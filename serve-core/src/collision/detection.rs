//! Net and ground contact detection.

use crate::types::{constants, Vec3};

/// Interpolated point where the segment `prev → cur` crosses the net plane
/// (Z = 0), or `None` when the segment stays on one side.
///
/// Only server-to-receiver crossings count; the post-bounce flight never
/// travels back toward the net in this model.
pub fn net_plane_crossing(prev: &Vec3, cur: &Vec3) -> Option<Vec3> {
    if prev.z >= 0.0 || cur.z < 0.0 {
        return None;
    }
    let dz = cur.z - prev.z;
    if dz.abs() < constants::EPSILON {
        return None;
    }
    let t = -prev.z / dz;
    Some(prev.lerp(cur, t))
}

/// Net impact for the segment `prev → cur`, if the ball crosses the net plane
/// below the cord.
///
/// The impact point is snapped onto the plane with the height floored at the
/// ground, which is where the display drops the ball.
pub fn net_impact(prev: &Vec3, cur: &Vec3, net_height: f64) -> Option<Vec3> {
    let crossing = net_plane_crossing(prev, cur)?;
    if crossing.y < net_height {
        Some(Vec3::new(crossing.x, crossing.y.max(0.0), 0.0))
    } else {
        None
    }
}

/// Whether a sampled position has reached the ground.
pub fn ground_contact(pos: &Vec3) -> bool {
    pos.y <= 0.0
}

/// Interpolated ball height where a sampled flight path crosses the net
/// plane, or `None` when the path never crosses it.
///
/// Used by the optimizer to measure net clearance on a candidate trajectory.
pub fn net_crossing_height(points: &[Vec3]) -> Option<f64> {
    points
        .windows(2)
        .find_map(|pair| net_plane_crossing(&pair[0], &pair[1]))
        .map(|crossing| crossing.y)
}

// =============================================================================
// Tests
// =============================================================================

--

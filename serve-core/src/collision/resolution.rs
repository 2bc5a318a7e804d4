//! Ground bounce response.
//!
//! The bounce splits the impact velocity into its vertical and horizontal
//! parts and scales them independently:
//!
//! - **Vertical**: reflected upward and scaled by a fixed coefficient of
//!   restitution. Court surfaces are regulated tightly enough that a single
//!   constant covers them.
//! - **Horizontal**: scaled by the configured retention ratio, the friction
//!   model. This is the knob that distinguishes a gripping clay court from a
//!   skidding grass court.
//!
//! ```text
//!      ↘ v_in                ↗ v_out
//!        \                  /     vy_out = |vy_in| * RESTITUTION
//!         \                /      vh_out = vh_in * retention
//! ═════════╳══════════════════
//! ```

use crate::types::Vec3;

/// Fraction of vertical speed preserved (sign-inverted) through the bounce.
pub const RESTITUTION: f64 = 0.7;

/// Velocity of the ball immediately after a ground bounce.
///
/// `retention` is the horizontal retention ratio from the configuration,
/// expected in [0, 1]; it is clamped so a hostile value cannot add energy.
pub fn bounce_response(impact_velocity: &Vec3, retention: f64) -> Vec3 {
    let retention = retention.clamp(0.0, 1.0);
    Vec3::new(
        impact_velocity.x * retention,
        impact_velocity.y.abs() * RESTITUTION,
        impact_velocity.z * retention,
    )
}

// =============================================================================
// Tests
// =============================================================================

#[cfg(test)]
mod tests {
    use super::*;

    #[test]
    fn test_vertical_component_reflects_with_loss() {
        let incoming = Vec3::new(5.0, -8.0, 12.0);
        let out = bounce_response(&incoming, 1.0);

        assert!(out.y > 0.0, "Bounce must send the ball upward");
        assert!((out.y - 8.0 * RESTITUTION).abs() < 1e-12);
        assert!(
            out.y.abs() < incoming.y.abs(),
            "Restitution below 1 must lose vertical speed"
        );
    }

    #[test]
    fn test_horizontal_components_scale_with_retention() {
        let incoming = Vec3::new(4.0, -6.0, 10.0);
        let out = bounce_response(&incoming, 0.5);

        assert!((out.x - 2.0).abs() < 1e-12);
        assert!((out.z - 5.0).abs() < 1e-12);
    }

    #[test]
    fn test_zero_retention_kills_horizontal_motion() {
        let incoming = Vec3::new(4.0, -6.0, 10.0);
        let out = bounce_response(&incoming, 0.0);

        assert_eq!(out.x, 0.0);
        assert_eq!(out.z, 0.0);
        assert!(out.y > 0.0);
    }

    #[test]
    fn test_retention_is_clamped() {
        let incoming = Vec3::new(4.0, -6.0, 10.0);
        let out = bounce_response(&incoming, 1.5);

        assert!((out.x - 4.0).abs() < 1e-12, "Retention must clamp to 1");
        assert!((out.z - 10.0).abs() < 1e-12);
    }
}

- **Work instruction**
Nothing but the lines with "Some" should be returned, copied from the entries above.

- **Exercise solution**
    Some(prev.lerp(cur, t))
        Some(Vec3::new(crossing.x, crossing.y.max(0.0), 0.0))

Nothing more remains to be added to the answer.